Опубликовано в журнале Неприкосновенный запас, номер 3, 2008
Сергей Маратович Гуриев (р. 1971) — ректор Российской экономической школы (Москва). Автор книги «Мифы экономики» (М.: Альпина, 2006), обозреватель газеты «Ведомости» и журнала «Форбс».
Сергей Гуриев
Экономическое сознательное и бессознательное: источники ложных представлений об экономике в России
Экономические заблуждения, мифы, теории заговоров — назовем их корректно «ложными представлениями» — зачастую оказывают весьма сильное влияние на экономическое поведение людей, их решения относительно потребления, сбережения и инвестирования накопленных средств. При этом, как представляется, в России роль этих ложных представлений особенно велика: даже если сравнивать ситуацию с положением дел не в развитых, а хотя бы в развивающихся странах. Не решаясь описывать российскую ситуацию в этом отношении как совершенно уникальную, попробуем все-таки выделить основные причины столь высокого уровня «мифологизации» всего экономического в России, равно как и проиллюстрировать это примерами из практики.
Мое глубочайшее убеждение состоит в том, что ложные представления о природе и сути экономической деятельности возникают прежде всего из-за недостатка знаний: в России по-прежнему очень плохо обстоит дело с экономическим образованием — как среднего россиянина, так и представителя элиты.
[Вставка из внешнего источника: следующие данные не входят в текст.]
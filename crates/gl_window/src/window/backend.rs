//! Backend-agnostic window traits
//!
//! [`WindowSystem`] stands for the once-per-process windowing library. The
//! host creates one, keeps it alive for as long as it has windows, and hands
//! it to [`crate::Window::initialise`]. Each window it creates is a
//! [`WindowBackend`] owned exclusively by one [`crate::Window`].

use super::error::WindowResult;
use crate::core::config::{CursorCapture, WindowConfig};
use crate::input::NativeEvent;

/// Process-wide windowing library capability
///
/// Not `Send`: GLFW must be driven from the thread that initialised it.
pub trait WindowSystem {
    /// Create a native window and make its rendering context current
    ///
    /// Implementations must either return a fully usable backend or an
    /// error, never a half-built window.
    fn create_window(&mut self, config: &WindowConfig) -> WindowResult<Box<dyn WindowBackend>>;

    /// Short name used in log output
    fn name(&self) -> &'static str;
}

/// One native window with its rendering context
///
/// Dropping the backend releases the native handle.
pub trait WindowBackend {
    /// Whether the user or the application asked the window to close
    fn should_close(&self) -> bool;

    /// Raise or clear the close request
    fn set_should_close(&mut self, should_close: bool);

    /// Drawable surface size in pixels
    ///
    /// On high-DPI displays this differs from the requested window size.
    fn framebuffer_size(&self) -> (u32, u32);

    /// Present the back buffer
    fn swap_buffers(&mut self);

    /// Change how the cursor behaves over the window
    fn set_cursor_capture(&mut self, capture: CursorCapture);

    /// Process pending native events and return the ones the window tracks
    ///
    /// Events come back in the order the native layer delivered them.
    fn pump_events(&mut self) -> Vec<NativeEvent>;
}
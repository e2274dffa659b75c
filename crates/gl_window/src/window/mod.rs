//! Window management
//!
//! # Architecture Overview
//!
//! ```text
//! ┌─────────────────────────────────┐
//! │     Application Code            │
//! └─────────────┬───────────────────┘
//!               │ Uses
//!         ┌─────▼─────┐
//!         │  Window   │ ← Public API, owns input state (handle.rs)
//!         └─────┬─────┘
//!               │ Owns
//!      ┌────────▼────────┐
//!      │ WindowBackend   │ ← One native window (backend.rs)
//!      └────────┬────────┘
//!               │ Created by
//!      ┌────────▼────────┐
//!      │ WindowSystem    │ ← Process-wide library, owned by the host
//!      └────────┬────────┘
//!               │ Implemented by
//!   ┌───────────▼───────────┐
//!   │ backend::GlfwSystem   │
//!   │ backend::HeadlessSystem│
//!   └───────────────────────┘
//! ```

pub mod backend;
pub mod error;
pub mod handle;

pub use backend::{WindowBackend, WindowSystem};
pub use error::{WindowError, WindowResult};
pub use handle::Window;
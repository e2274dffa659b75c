//! Window management errors

use thiserror::Error;

/// Window management errors
#[derive(Error, Debug)]
pub enum WindowError {
    /// The windowing library itself could not start (no display, missing driver)
    #[error("GLFW initialization failed: {0}")]
    LibraryInit(String),

    /// The native window or its rendering context could not be created
    #[error("Window creation failed: {0}")]
    InitFailure(String),

    /// `initialise` was called on a window that already owns a native handle
    #[error("Window is already initialised")]
    AlreadyInitialised,
}

/// Result alias for window operations
pub type WindowResult<T> = Result<T, WindowError>;
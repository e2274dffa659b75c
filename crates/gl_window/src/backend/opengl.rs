//! GLFW window backend with an OpenGL context
//!
//! [`GlfwSystem`] owns the process-wide GLFW library handle. Each window it
//! creates gets a core-profile context, is made current on the calling
//! thread, and starts with depth testing enabled and a viewport covering
//! the framebuffer.

use glfw::Context;
use glow::HasContext;

use crate::core::config::{CursorCapture, WindowConfig};
use crate::input::NativeEvent;
use crate::window::{WindowBackend, WindowError, WindowResult, WindowSystem};

/// The initialised GLFW library
///
/// Create exactly one per process, on the main thread, before any window.
/// GLFW terminates once this and every window created from it are dropped.
pub struct GlfwSystem {
    glfw: glfw::Glfw,
}

impl GlfwSystem {
    /// Initialise GLFW
    pub fn init() -> WindowResult<Self> {
        let glfw = glfw::init(log_glfw_error)
            .map_err(|e| WindowError::LibraryInit(format!("{e:?}")))?;

        log::debug!("GLFW {} initialized", glfw::get_version_string());
        Ok(Self { glfw })
    }
}

/// GLFW error callback; failures surface through the return values of
/// `glfwInit` and `glfwCreateWindow`, so the callback only logs
#[allow(clippy::needless_pass_by_value)]
fn log_glfw_error(error: glfw::Error, description: String) {
    log::error!("GLFW error {error:?}: {description}");
}

impl WindowSystem for GlfwSystem {
    fn create_window(&mut self, config: &WindowConfig) -> WindowResult<Box<dyn WindowBackend>> {
        let version = config.context_version;

        self.glfw.default_window_hints();
        self.glfw.window_hint(glfw::WindowHint::ContextVersion(version.major, version.minor));
        self.glfw.window_hint(glfw::WindowHint::OpenGlProfile(glfw::OpenGlProfileHint::Core));
        self.glfw.window_hint(glfw::WindowHint::OpenGlForwardCompat(true));
        self.glfw.window_hint(glfw::WindowHint::Resizable(config.resizable));

        let (mut window, events) = self
            .glfw
            .create_window(config.width, config.height, &config.title, glfw::WindowMode::Windowed)
            .ok_or_else(|| {
                WindowError::InitFailure(format!(
                    "no OpenGL {}.{} core context available",
                    version.major, version.minor
                ))
            })?;

        window.make_current();
        self.glfw.set_swap_interval(if config.vsync {
            glfw::SwapInterval::Sync(1)
        } else {
            glfw::SwapInterval::None
        });

        window.set_key_polling(true);
        window.set_cursor_pos_polling(true);
        window.set_close_polling(true);
        window.set_framebuffer_size_polling(true);

        let gl = load_gl(&mut window);
        let (width, height) = window.get_framebuffer_size();
        // SAFETY: the context was made current on this thread above
        unsafe {
            gl.enable(glow::DEPTH_TEST);
            gl.viewport(0, 0, width, height);
        }

        Ok(Box::new(GlfwWindow { window, events, gl }))
    }

    fn name(&self) -> &'static str {
        "GLFW"
    }
}

fn load_gl(window: &mut glfw::PWindow) -> glow::Context {
    // SAFETY: GLFW returns entry points for the context current on this thread
    unsafe { glow::Context::from_loader_function(|symbol| window.get_proc_address(symbol) as *const _) }
}

impl From<CursorCapture> for glfw::CursorMode {
    fn from(capture: CursorCapture) -> Self {
        match capture {
            CursorCapture::Normal => Self::Normal,
            CursorCapture::Hidden => Self::Hidden,
            CursorCapture::Disabled => Self::Disabled,
        }
    }
}

/// GLFW window wrapper with proper resource management
pub struct GlfwWindow {
    window: glfw::PWindow,
    events: glfw::GlfwReceiver<(f64, glfw::WindowEvent)>,
    gl: glow::Context,
}

impl WindowBackend for GlfwWindow {
    fn should_close(&self) -> bool {
        self.window.should_close()
    }

    fn set_should_close(&mut self, should_close: bool) {
        self.window.set_should_close(should_close);
    }

    fn framebuffer_size(&self) -> (u32, u32) {
        let (width, height) = self.window.get_framebuffer_size();
        (u32::try_from(width).unwrap_or(0), u32::try_from(height).unwrap_or(0))
    }

    fn swap_buffers(&mut self) {
        self.window.swap_buffers();
    }

    fn set_cursor_capture(&mut self, capture: CursorCapture) {
        self.window.set_cursor_mode(capture.into());
    }

    fn pump_events(&mut self) -> Vec<NativeEvent> {
        self.window.glfw.poll_events();

        let mut tracked = Vec::new();
        for (_, event) in glfw::flush_messages(&self.events) {
            if let glfw::WindowEvent::FramebufferSize(width, height) = event {
                // SAFETY: this window's context stays current on the polling thread
                unsafe { self.gl.viewport(0, 0, width, height) };
            }
            tracked.extend(NativeEvent::from_glfw(&event));
        }
        tracked
    }
}
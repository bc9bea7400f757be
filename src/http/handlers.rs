//! Route handlers.
//!
//! Each handler takes the application state by reference and returns a
//! complete [`HttpResponse`]; none of them touch the network.

use core::fmt::Write;

use serde::Serialize;

use super::request::HttpRequest;
use super::response::HttpResponse;
use crate::app::events::AppEvent;
use crate::app::ports::EventSink;
use crate::app::state::AppState;
use crate::render::{PageContext, render_page};

/// Error message returned for any rejected color submission.
pub const INVALID_COLOR_MESSAGE: &str = "invalid color. use #RRGGBB or #RGB";

#[derive(Serialize)]
struct ColorBody<'a> {
    color: &'a str,
}

#[derive(Serialize)]
struct ErrorBody<'a> {
    error: &'a str,
}

/// Page values that come from outside [`AppState`].
#[derive(Debug, Clone, Copy)]
pub struct PageInfo<'a> {
    pub ap_ip: core::net::Ipv4Addr,
    pub ssid: &'a str,
    pub uptime_secs: u64,
    pub free_heap_bytes: u32,
    pub refresh_secs: u32,
}

/// `/`: the status page.
pub fn index(state: &AppState, info: &PageInfo<'_>) -> HttpResponse {
    HttpResponse::html(render_page(&PageContext {
        color: state.color().as_str(),
        sensor_value: state.sensor.value(),
        ap_ip: info.ap_ip,
        ssid: info.ssid,
        uptime_secs: info.uptime_secs,
        free_heap_bytes: info.free_heap_bytes,
        refresh_secs: info.refresh_secs,
    }))
}

/// `GET /api/color`
pub fn get_color(state: &AppState) -> HttpResponse {
    HttpResponse::json(
        200,
        &ColorBody {
            color: state.color().as_str(),
        },
    )
}

/// `POST /api/color`
///
/// Reads the `value` argument; when it is missing or empty, falls back to
/// the trimmed raw body. Invalid input leaves the stored color untouched.
pub fn set_color(
    state: &mut AppState,
    req: &HttpRequest,
    sink: &mut impl EventSink,
) -> HttpResponse {
    let value = match req.arg("value") {
        Some(v) if !v.is_empty() => v,
        _ => req.plain_body().map(str::trim).unwrap_or_default(),
    };

    match state.set_color(value) {
        Ok(previous) => {
            sink.emit(&AppEvent::ColorChanged {
                from: previous,
                to: state.color().clone(),
            });
            get_color(state)
        }
        Err(_) => {
            sink.emit(&AppEvent::ColorRejected);
            HttpResponse::json(
                400,
                &ErrorBody {
                    error: INVALID_COLOR_MESSAGE,
                },
            )
        }
    }
}

/// Catch-all: echoes method, URI and arguments as plain text.
pub fn not_found(req: &HttpRequest, sink: &mut impl EventSink) -> HttpResponse {
    sink.emit(&AppEvent::RouteNotFound {
        method: req.method().clone(),
        uri: req.uri().to_string(),
    });

    let mut message = String::from("Page not found\n\n");
    let _ = write!(
        message,
        "URI: {}\nMethod: {}\nArguments: {}\n",
        req.uri(),
        req.method(),
        req.args().len()
    );
    for (name, value) in req.args() {
        let _ = writeln!(message, " {name}: {value}");
    }
    HttpResponse::text(404, message)
}
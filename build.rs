fn main() {
    // Host builds (tests, fuzzing, simulation) run without the ESP-IDF toolchain.
    #[cfg(feature = "espidf")]
    {
        if std::env::var("CARGO_CFG_TARGET_OS").as_deref() == Ok("espidf") {
            embuild::espidf::sysenv::output();
        }
    }
}
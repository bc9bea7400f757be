//! `application/x-www-form-urlencoded` decoding, shared by query strings
//! and form bodies.

/// Decode `+` as space and `%XX` escapes. Malformed escapes are kept
/// literally; invalid UTF-8 is replaced with U+FFFD.
pub fn url_decode(s: &str) -> String {
    let spaced = s.replace('+', " ");
    String::from_utf8_lossy(&urlencoding::decode_binary(spaced.as_bytes())).into_owned()
}

/// Split `a=1&b=2` into decoded, ordered pairs. Empty segments are skipped;
/// a segment without `=` yields an empty value.
pub fn parse_pairs(s: &str) -> Vec<(String, String)> {
    s.split('&')
        .filter(|seg| !seg.is_empty())
        .map(|seg| match seg.split_once('=') {
            Some((k, v)) => (url_decode(k), url_decode(v)),
            None => (url_decode(seg), String::new()),
        })
        .collect()
}
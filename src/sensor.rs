//! Simulated sensor reading.
//!
//! There is no sensor hardware. The value performs a bounded random walk:
//! every step adds an integer in `-10..=10` scaled by 0.1 and clamps the
//! result to [`MIN_VALUE`, `MAX_VALUE`].

use rand::Rng;

pub const MIN_VALUE: f32 = 0.0;
pub const MAX_VALUE: f32 = 100.0;

/// Largest step, in tenths.
const MAX_STEP_TENTHS: i32 = 10;

#[derive(Debug, Clone, Copy, PartialEq)]
pub struct SimulatedSensor {
    value: f32,
}

impl SimulatedSensor {
    pub fn new(initial: f32) -> Self {
        Self {
            value: clamp(initial),
        }
    }

    pub fn value(&self) -> f32 {
        self.value
    }

    /// Apply one random-walk step and return the new value.
    pub fn step(&mut self, rng: &mut impl Rng) -> f32 {
        let tenths = rng.gen_range(-MAX_STEP_TENTHS..=MAX_STEP_TENTHS);
        self.apply_delta(tenths as f32 / 10.0)
    }

    /// Add `delta` and clamp. Split out so boundary behaviour is testable
    /// without an RNG.
    pub fn apply_delta(&mut self, delta: f32) -> f32 {
        self.value = clamp(self.value + delta);
        self.value
    }

    /// Value with one decimal place, as shown on the status page.
    pub fn formatted(&self) -> String {
        format!("{:.1}", self.value)
    }
}

fn clamp(v: f32) -> f32 {
    if v.is_nan() {
        return MIN_VALUE;
    }
    v.clamp(MIN_VALUE, MAX_VALUE)
}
Можно встретить блестящих управленцев, чиновников, бизнесменов — ведущих специалистов в своей сфере, но у всех них, несмотря на глубокое понимание своей «проблемной области», есть какие-то совершенно странные представления о том, как устроена экономика в целом или хотя бы отдельные ее области.
Отчасти, хотя это совсем отдельный вопрос, изъяны образования связаны с объективными недостатками российской экономической науки, которые, среди прочего, объясняются и недостатком данных. В США на многие вопросы, в принципе, можно дать ответ, поскольку доступны подробные и разнообразные данные. В России данных нет объективно, и причин тому масса: короткие временные ряды, в течение которых ведется наблюдение; высокая инфляция, искажающая данные; банальное игнорирование ряда показателей статистическими органами. Нехватка качественных данных порождает естественное недоверие и к результатам экономических исследований.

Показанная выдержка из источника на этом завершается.